Please contact the GEOS-Chem Support Team with GCHP questions and feedback.
GCHP Wiki Guide
Version History and Validation
Help Resources and Quick Links
- Frequently Asked Questions
- Verifying a Successful Run
- Tools for Regridding and Post-processing Output
- Introduction to git
GCHP Cubed Sphere Grid Geometry
GCHP uses a cubed sphere grid rather than the traditional lat-lon grid used in GEOS-Chem Classic. While regular lat-lon grids are typically designated as ΔLat ⨉ ΔLon (e.g. 4⨉5), cubed sphere grids are designated by the side-length of the cube. In GCHP we specify this as CX (e.g. C24 or C180). The simple rule of thumb for determining the roughly equivalent lat/lon for a given cubed sphere resolution is to divide the side length by 90. Using this rule you can quickly match C24 with 4x5, C90 with 1 degree, C360 with quarter degree, and so on.
Harvard graduate student Jiawei Zhuang created the following interactive illustrations demonstrating key features of the GCHP cubed sphere geometry:
- Step-by-step illustration on how to create a cubed sphere grid
- Comparison of different cubed sphere map projections
- Creating a "stretched" cubed sphere
- This is a way of getting fine resolution in a selected region of the world (e.g. akin to GEOS-Chem "Classic" nested-grid simulations)
Using a cubed sphere grid allows for natural parallelization.
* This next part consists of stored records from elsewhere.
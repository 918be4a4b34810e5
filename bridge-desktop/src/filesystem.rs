//! File System Access Implementation using Tokio

use async_trait::async_trait;
use bridge_traits::{
    error::{BridgeError, Result},
    storage::FileSystemAccess,
};
use bytes::Bytes;
use std::path::Path;
use tokio::fs;
use tracing::debug;

/// Tokio-based file system implementation
#[derive(Debug, Clone, Default)]
pub struct TokioFileSystem;

impl TokioFileSystem {
    pub fn new() -> Self {
        Self
    }

    /// Convert std::io::Error to BridgeError
    fn map_io_error(path: &Path, e: std::io::Error) -> BridgeError {
        if e.kind() == std::io::ErrorKind::NotFound {
            BridgeError::NotFound(path.display().to_string())
        } else {
            BridgeError::Io(e)
        }
    }
}

#[async_trait]
impl FileSystemAccess for TokioFileSystem {
    async fn exists(&self, path: &Path) -> Result<bool> {
        fs::try_exists(path)
            .await
            .map_err(|e| Self::map_io_error(path, e))
    }

    async fn create_dir_all(&self, path: &Path) -> Result<()> {
        fs::create_dir_all(path)
            .await
            .map_err(|e| Self::map_io_error(path, e))?;
        debug!(path = ?path, "Created directory");
        Ok(())
    }

    async fn read_file(&self, path: &Path) -> Result<Bytes> {
        let data = fs::read(path)
            .await
            .map_err(|e| Self::map_io_error(path, e))?;
        debug!(path = ?path, size = data.len(), "Read file");
        Ok(Bytes::from(data))
    }

    async fn write_file(&self, path: &Path, data: Bytes) -> Result<()> {
        if let Some(parent) = path.parent() {
            if !parent.as_os_str().is_empty() {
                self.create_dir_all(parent).await?;
            }
        }

        fs::write(path, data.as_ref())
            .await
            .map_err(|e| Self::map_io_error(path, e))?;
        debug!(path = ?path, size = data.len(), "Wrote file");
        Ok(())
    }

    async fn delete_file(&self, path: &Path) -> Result<()> {
        fs::remove_file(path)
            .await
            .map_err(|e| Self::map_io_error(path, e))?;
        debug!(path = ?path, "Deleted file");
        Ok(())
    }
}

#[cfg(test)]
mod tests {
    use super::*;

    #[tokio::test]
    async fn test_write_and_read() {
        let dir = tempfile::tempdir().unwrap();
        let fs = TokioFileSystem::new();
        let test_file = dir.path().join("nested").join("test-file.txt");

        let data = Bytes::from("Hello, World!");
        fs.write_file(&test_file, data.clone()).await.unwrap();

        assert!(fs.exists(&test_file).await.unwrap());
        assert_eq!(fs.read_file(&test_file).await.unwrap(), data);

        fs.delete_file(&test_file).await.unwrap();
        assert!(!fs.exists(&test_file).await.unwrap());
    }

    #[tokio::test]
    async fn test_missing_file_is_not_found() {
        let dir = tempfile::tempdir().unwrap();
        let fs = TokioFileSystem::new();

        let result = fs.delete_file(&dir.path().join("absent.png")).await;
        assert!(matches!(result, Err(BridgeError::NotFound(_))));
    }
}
At least one unique core is assigned to each face on the cubed sphere, resulting in a constraint of at least six cores to run GCHP. The same number of cores must be assigned to each face, resulting in another constraint of total number of cores being a multiple of six. Communication between the cores occurs only during transport processes.
While any number of cores is valid as long as it is a multiple of six, you will typically start to see negative effects due to excessive communication if a core is handling less than around one hundred grid cells or a cluster of grid cells that are not approximately square. You can determine how many grid cells are handled per core by analyzing your grid resolution and resource allocation. For example, if running at C24 with six cores each face is handled by one core (6 faces / 6 cores) and contains 576 cells (24x24). Each core therefore processes 576 cells. Since each core handles one face, each core communicates with four other cores (four surrounding faces).
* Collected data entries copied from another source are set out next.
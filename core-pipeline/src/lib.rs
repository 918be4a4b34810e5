//! # Core Pipeline
//!
//! The periodic batch pipeline: discover items in a remote store, transform
//! raw images, and relocate tagged results into category directories.
//!
//! ## Components
//!
//! - [`retry::RetryingStore`] retries remote operations that lost their connection
//! - [`discovery::Discovery`] lists a directory and selects candidates
//! - [`scheduler::BatchScheduler`] runs per-item pipelines under a concurrency ceiling
//! - [`transform::TransformStage`] downloads, transforms, uploads and cleans up
//! - [`relocation::RelocationTask`] moves a tagged item and clears its tag
//! - [`orchestrator::Orchestrator`] repeats discover then schedule on an interval
//!
//! All remote calls go through the retrying store held by the
//! [`orchestrator::PipelineContext`].

pub mod discovery;
pub mod error;
pub mod orchestrator;
pub mod relocation;
pub mod retry;
pub mod scheduler;
pub mod transform;

pub use discovery::{Discovery, Predicate};
pub use error::{PipelineError, Result};
pub use orchestrator::{CycleReport, Orchestrator, PipelineContext, PipelineMode};
pub use relocation::{
    compute_destination, PartialRelocation, PendingRelocations, RelocationState,
    RelocationTask, Relocator,
};
pub use retry::RetryingStore;
pub use scheduler::{BatchReport, BatchScheduler};
pub use transform::{ImageTransform, LinearScale, TransformOutcome, TransformStage};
You can configure approximately how the cores are assigned to grid cell geometry by using the NX and NY configuration variables in GCHP. Imagine lining up the six face grids adjacent to each other to get a single rectangular array. The rectangle will have N grid cells width (e.g. 24 if a C24 grid), and 6N grid cells height (since 6 faces). NX is the number of segments the width N is broken into for core distribution. NY is the number of segments the height 6N is broken into and must always be a multiple of six. NX * NY is always the total number of cores.
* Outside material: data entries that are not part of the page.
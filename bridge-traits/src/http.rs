//! HTTP Client Abstraction
//!
//! Request/response types and the async client trait the WebDAV provider is
//! written against. Implementations report transport-level failures as
//! [`BridgeError::ConnectionLost`](crate::error::BridgeError::ConnectionLost).

use async_trait::async_trait;
use base64::{engine::general_purpose::STANDARD, Engine as _};
use bytes::Bytes;
use std::collections::HashMap;
use std::time::Duration;

use crate::error::{BridgeError, Result};

/// HTTP method types, including the WebDAV extensions
#[derive(Debug, Clone, Copy, PartialEq, Eq)]
pub enum HttpMethod {
    Get,
    Put,
    Delete,
    Head,
    Propfind,
    Move,
    Mkcol,
}

impl HttpMethod {
    pub fn as_str(&self) -> &'static str {
        match self {
            HttpMethod::Get => "GET",
            HttpMethod::Put => "PUT",
            HttpMethod::Delete => "DELETE",
            HttpMethod::Head => "HEAD",
            HttpMethod::Propfind => "PROPFIND",
            HttpMethod::Move => "MOVE",
            HttpMethod::Mkcol => "MKCOL",
        }
    }
}

impl std::fmt::Display for HttpMethod {
    fn fmt(&self, f: &mut std::fmt::Formatter<'_>) -> std::fmt::Result {
        write!(f, "{}", self.as_str())
    }
}

/// HTTP request builder
#[derive(Debug, Clone)]
pub struct HttpRequest {
    pub method: HttpMethod,
    pub url: String,
    pub headers: HashMap<String, String>,
    pub body: Option<Bytes>,
    pub timeout: Option<Duration>,
}

impl HttpRequest {
    pub fn new(method: HttpMethod, url: impl Into<String>) -> Self {
        Self {
            method,
            url: url.into(),
            headers: HashMap::new(),
            body: None,
            timeout: None,
        }
    }

    pub fn header(mut self, key: impl Into<String>, value: impl Into<String>) -> Self {
        self.headers.insert(key.into(), value.into());
        self
    }

    /// Adds an `Authorization: Basic` header
    pub fn basic_auth(self, username: &str, password: &str) -> Self {
        let credentials = STANDARD.encode(format!("{}:{}", username, password));
        self.header("Authorization", format!("Basic {}", credentials))
    }

    /// Sets an XML body with the matching content type
    pub fn xml(mut self, body: impl Into<String>) -> Self {
        self.body = Some(Bytes::from(body.into()));
        self.headers.insert(
            "Content-Type".to_string(),
            "application/xml; charset=utf-8".to_string(),
        );
        self
    }

    pub fn body(mut self, body: Bytes) -> Self {
        self.body = Some(body);
        self
    }

    pub fn timeout(mut self, duration: Duration) -> Self {
        self.timeout = Some(duration);
        self
    }
}

/// HTTP response
#[derive(Debug)]
pub struct HttpResponse {
    pub status: u16,
    pub headers: HashMap<String, String>,
    pub body: Bytes,
}

impl HttpResponse {
    /// Get response body as UTF-8 string
    pub fn text(&self) -> Result<String> {
        String::from_utf8(self.body.to_vec())
            .map_err(|e| BridgeError::OperationFailed(format!("Invalid UTF-8: {}", e)))
    }

    /// Check if response status is successful (2xx)
    pub fn is_success(&self) -> bool {
        (200..300).contains(&self.status)
    }

    /// Check if response status indicates a client error (4xx)
    pub fn is_client_error(&self) -> bool {
        (400..500).contains(&self.status)
    }

    /// Check if response status indicates a server error (5xx)
    pub fn is_server_error(&self) -> bool {
        (500..600).contains(&self.status)
    }
}

/// Async HTTP client trait
///
/// A single call performs a single attempt. Retrying is the caller's
/// decision; implementations must only classify failures:
/// - connect errors and timeouts become `BridgeError::ConnectionLost`
/// - every other transport error becomes `BridgeError::OperationFailed`
/// - any HTTP status, including 4xx/5xx, is returned as a response
///
/// # Example
///
/// ```ignore
/// use bridge_traits::http::{HttpClient, HttpRequest, HttpMethod};
///
/// async fn fetch(client: &dyn HttpClient) -> Result<String> {
///     let request = HttpRequest::new(HttpMethod::Get, "https://cloud.example.com/status.php")
///         .basic_auth("user", "app-password");
///     client.execute(request).await?.text()
/// }
/// ```
#[async_trait]
pub trait HttpClient: Send + Sync {
    /// Execute an HTTP request
    async fn execute(&self, request: HttpRequest) -> Result<HttpResponse>;
}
For the case of a six core run, NX is equal to 1 and NY is equal to 6. This is because the entire N grid cells width is handled by 1 core (NX) and the 6N grid cells height is handled by 6 cores (NY), or one per face. If you instead wanted each face to be handled by four cores, and further constrain each core to handle one face quadrant, you would set NX equal to two and NY equal to twelve. A simple way of thinking about this is that core distribution across each face is with geometry NX x NY/6. In this last example that would be equivalent to 2x2.